Nel Salento aziende agricole “svecchiate” ma in calo: in 8 anni -15,2%

La flessione di 61 lavoratori in meno, registrata nel 2017, è in controtendenza con la ripresa, su base nazionale, del settore primario e conferma le difficoltà in cui versa l’agricoltura salentina

È il quadro restituito dall’ultimo report sulle aziende agricole dell’osservatorio economico diretto da Davide Stasi.

Il numero di aziende che occupano operai agricoli dipendenti nell’hinterland leccese è sceso da 5.712 a 5.211 nel 2017.
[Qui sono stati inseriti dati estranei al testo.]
#[cfg(test)]
mod tests {
    use super::*;
    use crate::core::DEFAULT_SEED;

    const EPS: f64 = 1e-6;

    fn assert_approx(actual: f64, expected: f64) {
        assert!(
            (actual - expected).abs() <= EPS,
            "expected {expected}, got {actual}"
        );
    }

    async fn body_json(response: Response) -> serde_json::Value {
        let bytes = axum::body::to_bytes(response.into_body(), usize::MAX)
            .await
            .expect("body should be readable");
        serde_json::from_slice(&bytes).expect("body should be JSON")
    }

    #[test]
    fn simulate_payload_overrides_defaults_and_converts_percent() {
        let json = r#"{
          "startingBalance": 250000,
          "annualContribution": -10000,
          "years": 25,
          "returnMean": 6,
          "returnStd": 10,
          "runs": 321
        }"#;
        let payload: SimulatePayload = serde_json::from_str(json).expect("json should parse");
        let inputs = portfolio_inputs_from_payload(payload).expect("valid payload");

        assert_approx(inputs.starting_balance, 250_000.0);
        assert_approx(inputs.annual_contribution, -10_000.0);
        assert_eq!(inputs.years, 25);
        assert_approx(inputs.return_mean, 0.06);
        assert_approx(inputs.return_std, 0.10);
        assert_eq!(inputs.runs, 321);
        assert_eq!(inputs.seed, DEFAULT_SEED);
    }

    #[test]
    fn empty_simulate_payload_uses_defaults() {
        let inputs =
            portfolio_inputs_from_payload(SimulatePayload::default()).expect("defaults are valid");
        assert_approx(inputs.starting_balance, 500_000.0);
        assert_approx(inputs.return_mean, 0.07);
        assert_approx(inputs.return_std, 0.15);
    }

    #[test]
    fn simulate_payload_rejects_zero_runs() {
        let payload = SimulatePayload {
            runs: Some(0),
            ..SimulatePayload::default()
        };
        assert!(portfolio_inputs_from_payload(payload).is_err());
    }

    #[test]
    fn tax_summary_applies_standard_deduction_and_label() {
        let summary = tax_summary(&TaxQuery {
            income: 64_600.0,
            filing_status: Some("single".to_string()),
            deductions: None,
        })
        .expect("valid query");
        assert_eq!(summary.filing_status, FilingStatus::Single);
        assert_approx(summary.deduction, 14_600.0);
        assert_approx(summary.taxable_income, 50_000.0);
        assert_approx(summary.federal_tax, 6_053.0);
        assert_eq!(summary.brackets.len(), 7);

        let joint = tax_summary(&TaxQuery {
            income: 129_200.0,
            filing_status: Some("married_joint".to_string()),
            deductions: None,
        })
        .expect("valid query");
        assert_approx(joint.federal_tax, 12_106.0);
    }

    #[test]
    fn social_security_summary_uses_birth_year_fra() {
        let summary = social_security_summary(&SocialSecurityQuery {
            aime: 5_000.0,
            claiming_age: 66.5,
            birth_year: Some(1957),
        })
        .expect("valid query");
        assert_approx(summary.full_retirement_age, 66.5);
        assert_approx(summary.monthly_benefit, summary.pia);
        assert_approx(summary.annual_benefit, summary.pia * 12.0);

        assert!(
            social_security_summary(&SocialSecurityQuery {
                aime: -1.0,
                claiming_age: 67.0,
                birth_year: None,
            })
            .is_err()
        );
    }

    #[test]
    fn healthcare_summary_nets_subsidy_before_medicare_only() {
        let early = healthcare_summary(&HealthcareQuery {
            age: 62,
            medicare_age: None,
            income: Some(20_000.0),
            household_size: None,
        })
        .expect("valid query");
        assert!(!early.medicare_eligible);
        assert_approx(early.annual_cost, 14_000.0);
        assert_approx(early.aca_subsidy, 8_000.0);
        assert_approx(early.net_annual_cost, 6_000.0);

        let medicare = healthcare_summary(&HealthcareQuery {
            age: 70,
            medicare_age: None,
            income: Some(20_000.0),
            household_size: None,
        })
        .expect("valid query");
        assert!(medicare.medicare_eligible);
        assert_approx(medicare.aca_subsidy, 0.0);
    }

    #[tokio::test]
    async fn withdrawal_rate_handler_returns_no_store_json() {
        let response = withdrawal_rate_handler(ApiJson(WithdrawalRatePayload {
            balance: 1_000_000.0,
            annual_expenses: 40_000.0,
            years: 30,
        }))
        .await;
        assert_eq!(response.status(), StatusCode::OK);
        assert_eq!(
            response
                .headers()
                .get(header::CACHE_CONTROL)
                .and_then(|v| v.to_str().ok()),
            Some("no-store")
        );
        let body = body_json(response).await;
        assert_eq!(body["rate"].as_f64(), Some(0.04));
    }

    #[tokio::test]
    async fn engine_errors_map_to_bad_request() {
        let response = simulate_handler_impl(SimulatePayload {
            return_std: Some(-5.0),
            ..SimulatePayload::default()
        })
        .await;
        assert_eq!(response.status(), StatusCode::BAD_REQUEST);
        let body = body_json(response).await;
        assert!(body["error"].as_str().is_some_and(|msg| msg.contains("return-std")));
    }

    #[tokio::test]
    async fn simulate_response_serialization_contains_expected_fields() {
        let response = simulate_handler_impl(SimulatePayload {
            years: Some(5),
            runs: Some(50),
            ..SimulatePayload::default()
        })
        .await;
        assert_eq!(response.status(), StatusCode::OK);
        let body = body_json(response).await;
        for key in [
            "successProbability",
            "medianEndingBalance",
            "worstCaseBalance",
            "sustainableWithdrawalRate",
            "yearlyProjections",
            "percentiles",
        ] {
            assert!(body.get(key).is_some(), "missing {key}");
        }
        assert_eq!(body["percentiles"].as_array().map(Vec::len), Some(6));
        assert!(body["percentiles"][0].get("p90").is_some());
    }

    #[tokio::test]
    async fn projection_handler_returns_compounded_balances() {
        let response = projection_handler(ApiJson(ProjectionPayload {
            starting_balance: 100.0,
            annual_contribution: 10.0,
            years: 2,
            annual_return: 0.10,
        }))
        .await;
        let body = body_json(response).await;
        let balances: Vec<f64> = body["balances"]
            .as_array()
            .expect("array")
            .iter()
            .filter_map(|v| v.as_f64())
            .collect();
        assert_eq!(balances.len(), 3);
        assert_approx(balances[2], 142.0);
    }

    #[tokio::test]
    async fn not_found_is_json() {
        let response = not_found_handler().await;
        assert_eq!(response.status(), StatusCode::NOT_FOUND);
        let body = body_json(response).await;
        assert_eq!(body["error"].as_str(), Some("Not found"));
    }

    #[test]
    fn solve_payload_accepts_flattened_plan_with_default_config() {
        let payload: SolvePayload =
            serde_json::from_str(r#"{"balance": 1000000, "years": 30}"#).expect("json should parse");
        assert_approx(payload.plan.balance, 1_000_000.0);
        assert_eq!(payload.plan.years, 30);
        assert_eq!(payload.config, WithdrawalSolveConfig::default());
    }

    #[test]
    fn router_builds() {
        let _ = router();
    }

    async fn send(method: &str, uri: &str, body: &str) -> Response {
        use axum::body::Body;
        use axum::http::Request;
        use tower::ServiceExt;

        let request = Request::builder()
            .method(method)
            .uri(uri)
            .header(header::CONTENT_TYPE, "application/json")
            .body(Body::from(body.to_string()))
            .expect("request should build");
        router().oneshot(request).await.expect("router is infallible")
    }

    async fn assert_bad_request(response: Response, mentions: &str) {
        assert_eq!(response.status(), StatusCode::BAD_REQUEST);
        assert_eq!(
            response
                .headers()
                .get(header::CONTENT_TYPE)
                .and_then(|v| v.to_str().ok()),
            Some("application/json")
        );
        let body = body_json(response).await;
        let msg = body["error"].as_str().unwrap_or_default();
        assert!(msg.contains(mentions), "{msg:?} should mention {mentions}");
    }

    #[tokio::test]
    async fn missing_json_field_is_a_json_bad_request() {
        let response = send("POST", "/api/withdrawal-rate", r#"{"balance": 1000000}"#).await;
        assert_bad_request(response, "annualExpenses").await;
    }

    #[tokio::test]
    async fn malformed_json_is_a_json_bad_request() {
        let response = send("POST", "/api/scenario", "{not json").await;
        assert_eq!(response.status(), StatusCode::BAD_REQUEST);
        assert!(body_json(response).await["error"].is_string());
    }

    #[tokio::test]
    async fn bad_query_is_a_json_bad_request() {
        let response = send("GET", "/api/tax?income=lots", "").await;
        assert_bad_request(response, "income").await;

        let response = send("GET", "/api/healthcare", "").await;
        assert_bad_request(response, "age").await;
    }

    #[tokio::test]
    async fn router_serves_valid_requests() {
        let response = send(
            "POST",
            "/api/withdrawal-rate",
            r#"{"balance": 1000000, "annualExpenses": 40000, "years": 30}"#,
        )
        .await;
        assert_eq!(response.status(), StatusCode::OK);
        assert_eq!(body_json(response).await["rate"].as_f64(), Some(0.04));

        let response = send("GET", "/api/tax?income=64600&filingStatus=single", "").await;
        assert_eq!(response.status(), StatusCode::OK);
        assert_approx(
            body_json(response).await["federalTax"].as_f64().unwrap_or_default(),
            6_053.0,
        );
    }

    #[tokio::test]
    async fn oversized_horizons_and_runs_are_rejected() {
        let response = send(
            "POST",
            "/api/projection",
            r#"{"startingBalance": 1, "years": 4294967295, "annualReturn": 0.05}"#,
        )
        .await;
        assert_bad_request(response, "years").await;

        let response = send("POST", "/api/simulate", r#"{"runs": 4000000000}"#).await;
        assert_bad_request(response, "--runs").await;

        let response = send(
            "POST",
            "/api/withdrawal-rate",
            r#"{"balance": 1000000, "annualExpenses": 40000, "years": 4294967295}"#,
        )
        .await;
        assert_bad_request(response, "years").await;
    }

    #[tokio::test]
    async fn inverted_guardrail_assumptions_are_a_bad_request() {
        let body = r#"{
          "profile": { "currentAge": 60, "birthYear": 1966, "horizonAge": 70, "filingStatus": "single" },
          "scenario": {
            "retirementAge": 60,
            "essentialSpending": 30000,
            "discretionarySpending": 10000,
            "withdrawalStrategy": "guardrails",
            "socialSecurityStrategy": "full",
            "expectedReturn": 0.05,
            "inflationRate": 0.02
          },
          "accounts": [ { "currentBalance": 800000, "taxTreatment": "post-tax" } ],
          "runs": 20,
          "assumptions": {
            "guardrails": { "minDiscretionaryMultiplier": 1.5, "maxDiscretionaryMultiplier": 1.0 }
          }
        }"#;
        let response = send("POST", "/api/scenario", body).await;
        assert_bad_request(response, "minDiscretionaryMultiplier").await;
    }

    #[test]
    fn tax_summary_rate_matches_the_library_rate() {
        let summary = tax_summary(&TaxQuery {
            income: 80_000.0,
            filing_status: None,
            deductions: Some(0.0),
        })
        .expect("valid query");
        assert_approx(
            summary.effective_rate,
            calculate_effective_tax_rate(80_000.0, FilingStatus::Single, Some(0.0)),
        );
        assert_approx(summary.effective_rate, summary.federal_tax / 80_000.0);
    }
}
Se si analizzano i dati delle aziende iscritte al Registro Imprese della Camera di Commercio di Lecce, sorprende la contrazione rispetto ai primi anni di crisi. Dal 2009 ad oggi, si sono perse ben 1.625 attività agricole, pari ad un tasso negativo del 15,2 per cento.

Nel settore il precariato la fa da padrone ancora. Sebbene gli operai a tempo indeterminato rispetto all’anno prima siano aumentati di 54 unità, ovvero del 22,3 per cento, rappresentano appena l’1,3 per cento della totalità dei dipendenti.

Le assuzioni al femminile rappresentano poi l’altra nota dolente. Le donne impiegate in agricoltura rispetto all’anno prima sono diminuite di 113 unità, ovvero dell’1,1 per cento. Rappresentano comunque il 48,1 per cento della totalità dei dipendenti.

La fascia d’età dove si concentra il maggiore numero di lavoratori agricoli (3.316) è quella fra i 50 e i 54 anni. In cambio, in termini percentuali rispetto al 2017 aumentano i giovani: in media, sino a 29 anni, rispetto allo scorso anno sono 122 in più, una crescita pari al 4 per cento.

Non sono soltanto i govani a prendere piede, anche i migranti. Rappresentano il 5,2 per cento della totalità dei dipendenti e nel corso del 2017 sono aumentati di 77 unità.